We next sought to determine the efficacy of the AbTCR + co-stim T cells in vivo. We dosed NSG mice with 5 million HepG2 cells and infused them with the same number of receptor-positive T cells when their tumors reached 100 mm3 30 days later (Fig. 1D). As a negative control we used a CD19-targeting AbTCR 15. The results show that the AbTCR + co-stim T cells suppress tumor growth and enhance survival relative to the control arm. Furthermore, we found significant tumor infiltration of the T cells in the AbTCR + co-stim arm (Fig. 1E). Importantly, we did not observe any adverse responses (e.g., labored respiration, slow to responses or movements, etc.) or body weight changes in treated mice, underscoring the safety of the AbTCR + co-stim T cell therapy according to the applicable health indicators. Altogether, these results show that the AbTCR + co-stim T cells have significant activity and high specificity in this HCC animal model.

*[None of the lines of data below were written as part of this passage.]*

pub mod beatmaps;
pub mod counts;
pub mod scores;
pub mod users;
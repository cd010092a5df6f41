use crate::constants::Mods;
use crate::models::{AttributeKind, Beatmap};

use super::{ModeValues, ScoreData};

pub(super) fn evaluate(data: &ScoreData, beatmap: &Beatmap) -> (ModeValues, f32) {
    let difficulty = compute_difficulty_value(data, beatmap);
    let accuracy = compute_accuracy_value(data, beatmap);

    // Don't count scores made with supposedly unranked mods.
    let total = if data
        .mods
        .intersects(Mods::RELAX | Mods::AUTOPILOT | Mods::AUTOPLAY)
    {
        0.0
    } else {
        let mut multiplier = 1.12f32;

        if data.mods.contains(Mods::HIDDEN) {
            multiplier *= 1.075;
        }

        if data.mods.contains(Mods::EASY) {
            multiplier *= 0.975;
        }

        (difficulty.powf(1.1) + accuracy.powf(1.1)).powf(1.0 / 1.1) * multiplier
    };

    (
        ModeValues::Taiko {
            difficulty,
            accuracy,
        },
        total,
    )
}

fn compute_difficulty_value(data: &ScoreData, beatmap: &Beatmap) -> f32 {
    let strain = beatmap.difficulty_attribute(data.mods, AttributeKind::Strain);

    let mut value = (5.0 * (strain / 0.115).max(1.0) - 4.0).powf(2.25) / 1150.0;

    let length_bonus = 1.0 + 0.1 * (data.total_hits() as f32 / 1500.0).min(1.0);
    value *= length_bonus;

    value *= 0.986f32.powi(data.num_miss);

    if data.mods.contains(Mods::EASY) {
        value *= 0.980;
    }

    if data.mods.contains(Mods::HIDDEN) {
        value *= 1.025;
    }

    if data.mods.contains(Mods::FLASHLIGHT) {
        value *= 1.05 * length_bonus;
    }

    value * data.accuracy().powf(1.5)
}

fn compute_accuracy_value(data: &ScoreData, beatmap: &Beatmap) -> f32 {
    let hit_window_300 = beatmap.difficulty_attribute(data.mods, AttributeKind::HitWindow300);
    if hit_window_300 <= 0.0 {
        return 0.0;
    }

    let mut value = (140.0 / hit_window_300).powf(1.1) * data.accuracy().powi(12) * 27.0;

    let length_bonus = (data.total_hits() as f32 / 1500.0).powf(0.3).min(1.15);
    value *= length_bonus;

    // Slight HDFL bonus for accuracy.
    if data.mods.contains(Mods::HIDDEN | Mods::FLASHLIGHT) {
        value *= 1.10 * length_bonus;
    }

    value
}

#[cfg(test)]
mod tests {
    use super::*;
    use crate::constants::Gamemode;
    use crate::performance::test_support::score_data;
    use crate::performance::Score;

    fn beatmap(strain: f32, hit_window_300: f32) -> Beatmap {
        let mut beatmap = Beatmap::new(3, Gamemode::Taiko);
        beatmap.set_difficulty_attribute(Mods::empty(), AttributeKind::Strain, strain);
        beatmap.set_difficulty_attribute(Mods::empty(), AttributeKind::HitWindow300, hit_window_300);
        beatmap
    }

    #[test]
    fn nomod_total_matches_formula() {
        let beatmap = beatmap(4.5, 35.0);

        let mut data = score_data(Gamemode::Taiko);
        data.num_300 = 900;

        let score = Score::new(data.clone(), &beatmap);

        // accuracy is exactly 1.0 for an all-300 play
        assert!((data.accuracy() - 1.0).abs() < 1e-6);

        let difficulty = {
            let base = (5.0f32 * (4.5f32 / 0.115).max(1.0) - 4.0).powf(2.25) / 1150.0;
            base * (1.0 + 0.1 * (900.0f32 / 1500.0).min(1.0))
        };
        let accuracy = {
            let base = (140.0f32 / 35.0).powf(1.1) * 27.0;
            base * (900.0f32 / 1500.0).powf(0.3).min(1.15)
        };
        let expected = (difficulty.powf(1.1) + accuracy.powf(1.1)).powf(1.0 / 1.1) * 1.12;

        assert!((score.total_value() - expected).abs() < 1e-3);
    }

    #[test]
    fn zero_hit_window_zeroes_the_accuracy_value() {
        let beatmap = beatmap(4.5, 0.0);

        let mut data = score_data(Gamemode::Taiko);
        data.num_300 = 900;

        let score = Score::new(data, &beatmap);

        match score.values() {
            ModeValues::Taiko { accuracy, .. } => assert_eq!(*accuracy, 0.0),
            _ => unreachable!(),
        }
        assert!(score.total_value() > 0.0);
    }

    #[test]
    fn unranked_mods_zero_the_total() {
        let beatmap = beatmap(4.5, 35.0);

        for mods in [Mods::RELAX, Mods::AUTOPILOT, Mods::AUTOPLAY] {
            let mut data = score_data(Gamemode::Taiko);
            data.num_300 = 900;
            data.mods = mods;

            assert_eq!(Score::new(data, &beatmap).total_value(), 0.0);
        }
    }

    #[test]
    fn misses_shrink_the_difficulty_value() {
        let beatmap = beatmap(4.5, 35.0);

        let mut clean = score_data(Gamemode::Taiko);
        clean.num_300 = 900;

        let mut missed = clean.clone();
        missed.num_300 = 890;
        missed.num_miss = 10;

        let clean = Score::new(clean, &beatmap);
        let missed = Score::new(missed, &beatmap);

        assert!(missed.total_value() < clean.total_value());
    }
}
use crate::performance::PpRecord;

/// Collects the per-score PP records of one player and reduces them to a
/// single weighted rating.
#[derive(Debug, Clone)]
pub struct User {
    id: i64,
    scores: Vec<PpRecord>,
    record: PpRecord,
}

impl User {
    pub fn new(id: i64) -> Self {
        Self {
            id,
            scores: Vec::new(),
            record: PpRecord::default(),
        }
    }

    pub fn id(&self) -> i64 {
        self.id
    }

    pub fn add_score_pp_record(&mut self, record: PpRecord) {
        self.scores.push(record);
    }

    /// Weights the records by 0.95^i over the value-descending order. The
    /// accuracy average is normalized so a single-score player keeps their
    /// raw accuracy.
    pub fn compute_pp_record(&mut self) -> PpRecord {
        let mut sorted = self.scores.clone();
        sorted.sort_by(|a, b| b.value.total_cmp(&a.value));

        let mut total_value = 0.0f32;
        let mut total_accuracy = 0.0f32;
        let mut weight_sum = 0.0f32;

        for (i, record) in sorted.iter().enumerate() {
            let weight = 0.95f32.powi(i as i32);

            total_value += record.value * weight;
            total_accuracy += record.accuracy * weight;
            weight_sum += weight;
        }

        let accuracy = if weight_sum > 0.0 {
            total_accuracy / weight_sum
        } else {
            0.0
        };

        self.record = PpRecord {
            value: total_value,
            accuracy,
        };

        self.record
    }

    pub fn pp_record(&self) -> PpRecord {
        self.record
    }
}

#[cfg(test)]
mod tests {
    use super::*;

    #[test]
    fn weights_decay_by_rank() {
        let mut user = User::new(1);
        // Insertion order must not matter.
        for value in [50.0, 100.0, 25.0] {
            user.add_score_pp_record(PpRecord {
                value,
                accuracy: 1.0,
            });
        }

        let record = user.compute_pp_record();

        // 100 + 50 * 0.95 + 25 * 0.9025
        assert!((record.value - 170.0625).abs() < 1e-4);
        assert!((record.accuracy - 1.0).abs() < 1e-6);
    }

    #[test]
    fn accuracy_is_weight_normalized() {
        let mut user = User::new(1);
        user.add_score_pp_record(PpRecord {
            value: 100.0,
            accuracy: 1.0,
        });
        user.add_score_pp_record(PpRecord {
            value: 50.0,
            accuracy: 0.5,
        });

        let record = user.compute_pp_record();
        let expected = (1.0 + 0.5 * 0.95) / (1.0 + 0.95);

        assert!((record.accuracy - expected).abs() < 1e-6);
    }

    #[test]
    fn empty_user_aggregates_to_zero() {
        let mut user = User::new(1);
        let record = user.compute_pp_record();

        assert_eq!(record.value, 0.0);
        assert_eq!(record.accuracy, 0.0);
    }
}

The crystallographic structure of the TCRm-AFP/HLA-A*02 complex illuminates the mechanism of TCRm high specificity

To illuminate the basis for the high specificity revealed by the in vitro and in vivo assays, we determined the TCRm-AFP/HLA-A*02 crystallographic structure to a resolution of 2.6 Å (Table S1; Fig. S4). Unlike some other instances using TCRm antibodies40, the TCRm bound with a clear αβ TCR-like geometry, sitting diagonally over the center of the AFP/HLA-A*02 complex with a TCR-like crossing angle of 48° (Fig. 2A, B)41. Strikingly, and unusual for TCRs though, the TCRm interfaced with the peptide along its entire length, using CDR1H, CDR2H, CDR1L, and CDR3L to form significant numbers (≥ 5) of contacts to every residue except for the primary anchors and the asparagine at position 3, which packs against the HLA-A*02 α2 helix (Fig. 2C, D). TCRm engagement across the peptide helps explain high peptide specificity and is well correlated with the significant impact of alanine mutations at each peptide position (Fig. 2C)13. Also unusual compared to natural TCRs42, the majority of the TCRm contacts to HLA-A*02 were from the CDR1 loops of both chains (Fig. S5). The α1 helix played a much larger role in the interface than α2 (Fig. 2E), and contacts here involved atypical interdigitating side chains and networks of electrostatic interactions with polymorphic HLA residues (Fig. 2F). The atypical contacts likely reflect the use of antibody rather than TCR loops to engage HLA-A*02. This further contributes to specificity, as genes encoding TCR but not antibody CDR loops are believed to have co-evolved alongside MHC genes, contributing to MHC restriction and a built-in propensity for TCR cross-reactivity10. The large contact surface and presence of electrostatic networks are correlated with the high affinity of the TCRm to AFP/HLA-A*02, determined here to be 7 nM by surface plasmon resonance (Fig. S6).

Figure 2
figure 2

The TCRm binds centrally over the AFP/HLA-A*02 complex engaging the full length of the AFP peptide. (A) Overview of the TCRm-AFP/HLA-A*02 complex with the heavy and light chains of the TCRm, the HLA-A*02 heavy chain, peptide, and β2-microglobulin colored as indicated. This color scheme is maintained throughout the figure. (B) The TCRm and its CDR loops are positioned centrally over AFP/HLA-A*02, forming a diagonal binding mode mimicking that formed by naturally occurring αβ TCRs. The CDR loops are indicated, and black circles indicate the centers of mass of the VH and VL domains. (C) TCRm contacts to the peptide are formed by CDR1H, CDR2H, CDR3L, and CDR1L. Contacts from each loop to each peptide amino acid are indicated by lines. The number of contacts is shown by the numbers across the top and represented by line width. Red lines indicate the presence of one or more hydrogen bond or salt bridge. The impact of alanine substitutions at the various peptide positions on TCRm recognition, taken from Ref.13, is indicated by the symbols underneath the peptide amino acids. (D) Illustration of how the TCRm packs against the peptide, reflecting engagement across the peptide length. (E) TCRm contacts to AFP/HLA-A*02 mapped to the surface of the molecule. The number of contacts to each amino acid is indicated by purple-white color scale. The peptide surface is outlined by the green line. Substantially more contacts are made to the HLA-A*02 α1 helix compared to the α2 helix. (F) The TCRm interacts with the HLA-A*02 α1 helix via a series of interdigitating side chains that form multiple electrostatic interactions with polymorphic sites as indicated by the dashed red lines.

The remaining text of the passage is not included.